Entries exceeding expectations are selected by our editors for the invitational grid whenever the challenge grid reaches 30 or more submissions. These guidelines make our challenge better and they make us all more critical writers and readers as we visit other spaces in the blogosphere. It’s a win-win.

Challenge grid voting starts here

The challenge grid crowd favorite and top row five winners will be determined by popular vote.

Everybody gets five votes

Click on the thumbnail to read the post before voting. Click on the voting icon to vote for the post after reading. Do not vote for your own post, please. (Some of you guys are trying to kill me)

Read the posts before voting

We are responsible voters here at yeah write. Read, evaluate, vote on merit. We’re still writing the yeah write way, and we want the votes to reflect it.

Voting is open until Thursday, 10:00 p.m. EST

  • If it’s after 10:00 p.m. EST [-5 GMT] on Thursday when you’re trying to vote, voting is closed. There will be no more voting icons on the thumbnail and voting will not work.
  • Once you’ve voted for your five favorite posts, you’re done voting. The voting icons will disappear.
  • Voting for your own post should be disabled. If it’s not, please don’t vote for your own post.
  • Once you’ve voted for the five best on the grid, you are then free to campaign for votes for your favorite entries.
  • If you’d like to see the current vote tallies after you’ve voted, refresh the page.
  • If you ask your people to vote for your entry, please let them know they have five votes, and they should vote for yours only if it’s one of those five best on the grid. Campaigning for your own targeted votes is highly discouraged.
  • Yeah write and the Inlinkz app allow only one round of five votes per IP address. When campaigning for votes for your favorites, please ask outside voters to read this section before voting. It will lessen their confusion and curb their clicking enthusiasm.
  • Don’t make Erica M’s kids have cold cereal for dinner because she’s ignoring them while tracking people driving from hot spot to hot spot to vote nine different times. So uncool, no matter how much her kids like cold cereal.

Winners’ post published Friday by noon EST

Once the voting ends, the challenge grid will sort itself from highest number of votes to the fewest. Ties are broken by number of page views. Until the winners’ post is published, none of the sorting will be official, but you can still get a good idea of where everyone ended up until the votes are validated.

Refreshing the page, watching the votes go up or down?

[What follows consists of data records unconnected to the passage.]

// tests/bounded_walk.rs

mod common;
use crate::common::builders::dag_of;
use crate::common::{init_tracing, with_timeout, ConcurrencyProbe, TestResult};

use std::sync::{Arc, Mutex};
use std::time::Duration;

use taskdag::engine::walk_bounded;
use tokio_util::sync::CancellationToken;

#[tokio::test(flavor = "multi_thread", worker_threads = 4)]
async fn wide_graph_respects_worker_limit() -> TestResult {
    init_tracing();
    let ids: Vec<String> = (0..12).map(|i| format!("leaf{i}")).collect();
    let mut vertices: Vec<&str> = vec!["root"];
    vertices.extend(ids.iter().map(String::as_str));
    let edges: Vec<(&str, &str)> = ids.iter().map(|id| ("root", id.as_str())).collect();
    let dag = dag_of(&vertices, &edges);

    let probe = ConcurrencyProbe::new();
    let visiting = probe.clone();
    let summary = with_timeout(walk_bounded(CancellationToken::new(), &dag, 3, move |_, _| {
        let probe = visiting.clone();
        async move {
            let _running = probe.enter();
            tokio::time::sleep(Duration::from_millis(15)).await;
        }
    }))
    .await;

    assert!(summary.is_complete());
    assert_eq!(summary.visited, 13);
    assert!(probe.peak() <= 3, "peak concurrency was {}", probe.peak());
    assert_eq!(probe.peak(), 3);
    Ok(())
}

#[tokio::test(flavor = "multi_thread", worker_threads = 4)]
async fn ordering_holds_under_a_single_worker() -> TestResult {
    init_tracing();
    let dag = dag_of(
        &["a", "b", "c", "d"],
        &[("a", "b"), ("a", "c"), ("b", "d"), ("c", "d")],
    );

    let order = Arc::new(Mutex::new(Vec::new()));
    let seen = Arc::clone(&order);
    let summary = with_timeout(walk_bounded(CancellationToken::new(), &dag, 1, move |v, _| {
        let seen = Arc::clone(&seen);
        async move {
            seen.lock().unwrap().push(v.id.to_string());
        }
    }))
    .await;

    assert!(summary.is_complete());
    let order = order.lock().unwrap().clone();
    assert_eq!(order.first().map(String::as_str), Some("a"));
    assert_eq!(order.last().map(String::as_str), Some("d"));
    assert_eq!(order.len(), 4);
    Ok(())
}

#[tokio::test(flavor = "multi_thread", worker_threads = 4)]
async fn cancellation_leaves_queued_vertices_unvisited() -> TestResult {
    init_tracing();
    let ids: Vec<String> = (0..8).map(|i| format!("n{i}")).collect();
    let refs: Vec<&str> = ids.iter().map(String::as_str).collect();
    let dag = dag_of(&refs, &[]);

    let token = CancellationToken::new();
    let canceller = token.clone();
    let summary = with_timeout(walk_bounded(token, &dag, 1, move |_, _| {
        let canceller = canceller.clone();
        async move {
            canceller.cancel();
        }
    }))
    .await;

    assert!(summary.cancelled);
    assert_eq!(summary.visited, 1);
    Ok(())
}

#[tokio::test(flavor = "multi_thread", worker_threads = 4)]
async fn panicking_visitor_does_not_hang_bounded_walk() -> TestResult {
    init_tracing();
    let dag = dag_of(&["boom", "after", "other"], &[("boom", "after")]);

    let summary = with_timeout(walk_bounded(CancellationToken::new(), &dag, 2, |v, _| async move {
        if v.id.as_str() == "boom" {
            panic!("visitor failure");
        }
    }))
    .await;

    assert_eq!(summary.visited, 1);
    assert!(!summary.is_complete());
    Ok(())
}
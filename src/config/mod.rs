// src/config/mod.rs

//! Configuration loading and validation.
//!
//! - [`model`] is the TOML-backed data model.
//! - [`loader`] reads a file from disk and discovers the default one.
//! - [`validate`] turns a raw file into a checked [`ConfigFile`].

pub mod loader;
pub mod model;
pub mod validate;

pub use loader::{find_config, load_and_validate, load_from_path, resolve_config_path};
pub use model::{ConfigFile, ConfigSection, JobConfig, RawConfigFile};
pub use validate::validate_raw_config;
// src/dag/error.rs

//! Errors returned by [`Dag`](crate::dag::Dag) mutations and lookups.

use thiserror::Error;

use crate::dag::VertexId;

/// Result type for graph store operations.
pub type GraphResult<T> = std::result::Result<T, GraphError>;

/// Ways a graph store operation can be rejected.
///
/// A rejected operation never leaves a partial change behind.
#[derive(Debug, Error, Clone, PartialEq, Eq)]
pub enum GraphError {
    /// `add_vertex` was given an explicit id that is already present.
    #[error("duplicate vertex id '{0}'")]
    DuplicateVertex(VertexId),

    /// An edge or lookup referenced a vertex the graph does not hold.
    #[error("vertex '{0}' not found")]
    VertexNotFound(VertexId),

    /// An edge from a vertex to itself.
    #[error("vertex '{0}' cannot depend on itself")]
    SelfLoop(VertexId),

    /// The edge would close a cycle: `to` already reaches `from`.
    #[error("edge '{from}' -> '{to}' would create a cycle")]
    CycleDetected { from: VertexId, to: VertexId },
}
// src/exec/shell.rs

//! Runs a job as a shell command.

use std::process::Stdio;

use anyhow::{bail, Context, Result};
use tokio::io::{AsyncBufReadExt, AsyncRead, BufReader};
use tokio::process::Command;
use tokio_util::sync::CancellationToken;
use tracing::{debug, info, warn};

use crate::exec::backend::{ExecFuture, JobExecutor, JobSpec};

/// Executor that runs `cmd` through `sh -c` (`cmd /C` on Windows).
///
/// Output is forwarded line by line, prefixed with `[job-name]`: stdout lines
/// to stdout, stderr lines to stderr. The child is killed when the token is
/// cancelled.
#[derive(Debug, Default, Clone, Copy)]
pub struct ShellExecutor;

impl ShellExecutor {
    pub fn new() -> Self {
        Self
    }
}

impl JobExecutor for ShellExecutor {
    fn run<'a>(&'a self, job: &'a JobSpec, cancel: CancellationToken) -> ExecFuture<'a> {
        Box::pin(run_job(job, cancel))
    }
}

#[derive(Debug, Clone, Copy)]
enum Stream {
    Stdout,
    Stderr,
}

fn shell_command(cmd: &str) -> Command {
    if cfg!(windows) {
        let mut c = Command::new("cmd");
        c.arg("/C").arg(cmd);
        c
    } else {
        let mut c = Command::new("sh");
        c.arg("-c").arg(cmd);
        c
    }
}

async fn run_job(job: &JobSpec, cancel: CancellationToken) -> Result<()> {
    info!(job = %job.name, cmd = %job.cmd, "starting job process");

    let mut cmd = shell_command(&job.cmd);
    if let Some(dir) = &job.dir {
        cmd.current_dir(dir);
    }
    cmd.stdin(Stdio::null())
        .stdout(Stdio::piped())
        .stderr(Stdio::piped())
        .kill_on_drop(true);

    let mut child = cmd
        .spawn()
        .with_context(|| format!("spawning process for job '{}'", job.name))?;

    let forwarders: Vec<_> = [
        child
            .stdout
            .take()
            .map(|out| tokio::spawn(forward_lines(job.name.clone(), out, Stream::Stdout))),
        child
            .stderr
            .take()
            .map(|err| tokio::spawn(forward_lines(job.name.clone(), err, Stream::Stderr))),
    ]
    .into_iter()
    .flatten()
    .collect();

    let status = tokio::select! {
        status = child.wait() => {
            status.with_context(|| format!("waiting for process of job '{}'", job.name))?
        }
        _ = cancel.cancelled() => {
            info!(job = %job.name, "cancellation requested; killing job process");
            if let Err(e) = child.kill().await {
                warn!(job = %job.name, error = %e, "failed to kill job process");
            }
            bail!("job '{}' cancelled", job.name);
        }
    };

    // Flush the remaining output before reporting.
    for handle in forwarders {
        if let Err(e) = handle.await {
            debug!(job = %job.name, error = %e, "output forwarder ended abnormally");
        }
    }

    info!(
        job = %job.name,
        exit_code = status.code().unwrap_or(-1),
        success = status.success(),
        "job process exited"
    );

    if !status.success() {
        bail!("job '{}' failed with {}", job.name, status);
    }
    Ok(())
}

async fn forward_lines<R>(job: String, reader: R, stream: Stream)
where
    R: AsyncRead + Unpin,
{
    let mut lines = BufReader::new(reader).lines();

    loop {
        match lines.next_line().await {
            Ok(Some(line)) => match stream {
                Stream::Stdout => println!("[{job}] {line}"),
                Stream::Stderr => eprintln!("[{job}] {line}"),
            },
            Ok(None) => break,
            Err(e) => {
                debug!(job = %job, ?stream, error = %e, "stopped reading job output");
                break;
            }
        }
    }
}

When the votes go down, that’s Erica M eliminating targeted or duplicate votes from enthusiastic BFFs and people accidentally voting for their own posts. The vote tallies show only from the same IP address you voted from the first time, so if you leave home and get to the gym and, oops, now can’t see who’s in the lead, please wait until you get back home. Your voting again to reveal the new tallies just makes much more work for Erica M who, in exasperation, may delete first and ask no questions later. One voting round per IP address, one voting round per person. Thanks.